Last week, my mother had her final weekly chemotherapy treatment. She was diagnosed with DCIS — a “stage-zero,” non-invasive breast cancer — last winter. In typical cancer fashion, things got gut-sinkingly complicated.
I remember in November she first told me about the DCIS, and I barely held back tears, and she reassured me she was going to be okay, that even the doctor called it “the thing to have, if you have to have something.” Then I painted her toenails with this new bubblegum pink nail polish she’d bought.
I remember when I found out that her first surgery, the lumpectomy, didn’t go exactly as planned. I was at the grocery store, looking at fresh pineapple chunks, wondering whether they were really worth $5. My phone vibrated. My head felt swollen and heavy. I started this weird nervous habit where I clench and unclench my fists over and over.

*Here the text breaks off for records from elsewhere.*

//! DeepBTC CLI: fetch raw data, build feature sets, listen to live trades.
//!
//! Commands:
//! - `fetch <source>`: fetch one source into the raw store
//! - `fetch-all`: fetch every source in order
//! - `features <basic|complete>`: build and publish a feature set
//! - `live`: log the Binance trade stream until interrupted
//! - `validate`: data-quality report over raw and feature files
//! - `status`: list stored tables from their metadata sidecars
//!
//! Exit codes: 0 success, 1 failure (including partial fetch-all failures and
//! validation problems), 2 usage errors.

use anyhow::{Context, Result};
use clap::{Parser, Subcommand};
use deepbtc_core::data::store::read_meta;
use deepbtc_core::data::{RawStore, StdoutProgress, TableMeta};
use deepbtc_core::domain::SourceId;
use deepbtc_core::features::FeatureSet;
use deepbtc_runner::validate::{export_report_csv, render_markdown};
use deepbtc_runner::{
    fetch_all, fetch_one, run_features, run_listener, validate_data, FeatureStore, LogSink,
    PipelineConfig,
};
use std::path::PathBuf;
use std::process::ExitCode;
use tracing::info;
use tracing_subscriber::EnvFilter;

#[derive(Parser)]
#[command(
    name = "deepbtc",
    version,
    about = "DeepBTC: Bitcoin market, on-chain, sentiment and macro data pipeline"
)]
struct Cli {
    /// Path to a TOML pipeline config. Defaults are used when omitted.
    #[arg(long, global = true, env = "DEEPBTC_CONFIG")]
    config: Option<PathBuf>,

    /// Data root; overrides the config with `<dir>/raw` and `<dir>/features`.
    #[arg(long, global = true)]
    data_dir: Option<PathBuf>,

    #[command(subcommand)]
    command: Commands,
}

#[derive(Subcommand)]
enum Commands {
    /// Fetch one source (market, onchain, sentiment, macro) into the raw store.
    Fetch {
        source: SourceId,
    },
    /// Fetch every source, one after another.
    FetchAll,
    /// Build a feature set (basic or complete) from the raw store.
    Features {
        set: FeatureSet,

        /// Also write a Parquet copy of the feature table.
        #[arg(long, default_value_t = false)]
        parquet: bool,
    },
    /// Log normalized trades from the live stream until interrupted.
    Live,
    /// Report data quality of raw and feature files.
    Validate {
        /// Print the report as JSON instead of Markdown.
        #[arg(long, default_value_t = false)]
        json: bool,

        /// Also write the report as CSV to this path.
        #[arg(long)]
        csv: Option<PathBuf>,
    },
    /// List stored raw and feature tables.
    Status,
}

fn init_logging() {
    tracing_subscriber::fmt()
        .with_env_filter(EnvFilter::try_from_default_env().unwrap_or_else(|_| EnvFilter::new("info")))
        .with_writer(std::io::stderr)
        .init();
}

fn load_config(cli: &Cli) -> Result<PipelineConfig> {
    let mut config = PipelineConfig::load_or_default(cli.config.as_deref())?;
    if let Some(dir) = &cli.data_dir {
        config.set_data_dir(dir);
    }
    Ok(config)
}

fn main() -> ExitCode {
    let cli = Cli::parse();
    init_logging();

    match run(cli) {
        Ok(code) => code,
        Err(e) => {
            eprintln!("Error: {e:#}");
            ExitCode::FAILURE
        }
    }
}

fn run(cli: Cli) -> Result<ExitCode> {
    let config = load_config(&cli)?;
    let now = chrono::Utc::now().naive_utc();

    match cli.command {
        Commands::Fetch { source } => {
            let rows = fetch_one(&config, source, now, &StdoutProgress)?;
            info!(source = %source, rows, "fetch done");
            Ok(ExitCode::SUCCESS)
        }
        Commands::FetchAll => {
            let summary = fetch_all(&config, now, &StdoutProgress)?;
            if summary.all_succeeded() {
                return Ok(ExitCode::SUCCESS);
            }
            for (source_id, err) in &summary.errors {
                eprintln!("Error for {source_id}: {err}");
            }
            Ok(ExitCode::FAILURE)
        }
        Commands::Features { set, parquet } => {
            let mut config = config;
            config.data.write_parquet |= parquet;
            let out = run_features(&config, set)?;
            println!(
                "{set}: {} rows x {} columns ({} warmup rows), {} to {}",
                out.meta.rows,
                out.meta.columns.len(),
                out.warmup_rows,
                out.meta
                    .first_timestamp
                    .map(|t| t.to_string())
                    .unwrap_or_default(),
                out.meta
                    .last_timestamp
                    .map(|t| t.to_string())
                    .unwrap_or_default(),
            );
            println!("Written: {}", out.csv_path.display());
            if let Some(path) = &out.parquet_path {
                println!("Written: {}", path.display());
            }
            Ok(ExitCode::SUCCESS)
        }
        Commands::Live => {
            let mut sink = LogSink::default();
            let summary = run_listener(&config.listener, &mut sink)?;
            info!(sessions = summary.sessions, trades = summary.trades, "listener stopped");
            Ok(ExitCode::SUCCESS)
        }
        Commands::Validate { json, csv } => {
            let report = validate_data(&config);
            if json {
                println!(
                    "{}",
                    serde_json::to_string_pretty(&report).context("failed to serialize report")?
                );
            } else {
                print!("{}", render_markdown(&report));
            }
            if let Some(path) = csv {
                let text = export_report_csv(&report)?;
                std::fs::write(&path, text)
                    .with_context(|| format!("failed to write {}", path.display()))?;
            }
            Ok(if report.has_problems() {
                ExitCode::FAILURE
            } else {
                ExitCode::SUCCESS
            })
        }
        Commands::Status => {
            print_status(&config);
            Ok(ExitCode::SUCCESS)
        }
    }
}

fn print_status(config: &PipelineConfig) {
    let raw = RawStore::new(&config.data.raw_dir);
    println!("Raw store: {}", raw.dir().display());
    println!(
        "{:<10} {:>8} {:<41} {:>10}  {}",
        "Source", "Rows", "Range", "Size", "Hash"
    );
    for status in raw.status() {
        if !status.present {
            println!("{:<10} {:>8}", status.source_id.name(), "missing");
            continue;
        }
        let verified = match raw.verify(status.source_id) {
            Some(true) => "ok",
            Some(false) => "MISMATCH",
            None => "-",
        };
        print_row(
            status.source_id.name(),
            status.meta.as_ref(),
            status.size_bytes.unwrap_or(0),
            verified,
        );
    }

    let features = FeatureStore::new(&config.data.features_dir);
    println!();
    println!("Feature store: {}", features.dir().display());
    for set in [FeatureSet::Basic, FeatureSet::Complete] {
        let path = features.csv_path(set);
        match std::fs::metadata(&path) {
            Ok(m) => print_row(set.name(), read_meta(&path).as_ref(), m.len(), "-"),
            Err(_) => println!("{:<10} {:>8}", set.name(), "missing"),
        }
        if features.parquet_path(set).is_file() {
            println!("{:<10} + parquet copy", "");
        }
    }
}

fn print_row(
    name: &str,
    meta: Option<&TableMeta>,
    size: u64,
    verified: &str,
) {
    let (rows, range) = match meta {
        Some(m) => (
            m.rows.to_string(),
            format!(
                "{} to {}",
                m.first_timestamp.map(|t| t.to_string()).unwrap_or_default(),
                m.last_timestamp.map(|t| t.to_string()).unwrap_or_default()
            ),
        ),
        None => ("?".into(), "(no meta)".into()),
    };
    println!(
        "{:<10} {:>8} {:<41} {:>10}  {}",
        name,
        rows,
        range,
        format_size(size),
        verified
    );
}

fn format_size(bytes: u64) -> String {
    if bytes >= 1_073_741_824 {
        format!("{:.1} GB", bytes as f64 / 1_073_741_824.0)
    } else if bytes >= 1_048_576 {
        format!("{:.1} MB", bytes as f64 / 1_048_576.0)
    } else if bytes >= 1024 {
        format!("{:.1} KB", bytes as f64 / 1024.0)
    } else {
        format!("{bytes} B")
    }
}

I developed psychosomatic chest pains, and went to student health over and over and over to make sure I wasn’t dying.
I remember in March, Ryan and I visited her in the hospital after her double mastectomy. She was drowsy, she ate pot roast and chocolate cake, and she had these noisy pneumatic boots that made sure her blood was still circulating in and out of her feet. The plastic surgeon in charge of her reconstruction came by, chillingly handsome and in full Army gear. He was happy with the surgery, and so was she.
I graduated in April. My mother wasn’t recovered enough to fly, so we planned to delay her visit by a few weeks. Then she told me that the doctors had found cancerous cells in her lymph node, that she would start chemotherapy almost immediately, and our plan, among many others, fell to the wayside. I masochistically read blog post after blog post, all devoid of scientific evidence but ripe with emotional rhetoric, about how chemotherapy is a conspiracy and how it destroys our bodies instead of healing them. I walked around constantly scared to eat or use hygiene products, because if I absorbed the wrong stuff I was convinced my body would break down.
I finally saw my mom again in June, when I went home for my brother’s high school graduation. She picked me up at the airport. She’d shaved her head, but her wig looked almost exactly the same as her old hair. I could barely tell the difference, even after a lifetime of watching her color, cut, and style her hair. When we got back to the car, she took off her wig and let me touch what she called her “hedgehog ‘do.” She said she took a fraction of the time to get ready now that she didn’t have to style her hair anymore.
This whole time, I kept expecting my relationship with my mom to change. I never knew what to say, because I didn’t want to burden her with stuff objectively less important than her fight. I kept expecting her to get hopeless or angry or resentful. She has done none of these things. She has remained staunchly positive, still recommending me books, still listening to my rants about my friend-squabbles, my frantic job search, my worries about my relationships.
When my mom drove me to the airport after my brother’s graduation, we stopped at Target first. She bought me a pair of shoes for job interviews. On our way out, I grabbed coffee and she grabbed some Pizza Hut breadsticks. In the car we talked about our relationships, our lives, and our futures. We ate Bit O’ Honeys and waxed poetic about how awesome and fresh they were.
Cancer rips lives apart, changes people from the inside out, oozes out saccharine sentiment or soporific bleakness. But soon my mom’s hair will start to grow back. She will start in with a weaker chemotherapy, one that she will get every three weeks. For all the things that have changed, and all the things that could have destroyed us, I remain most grateful for our growing sameness.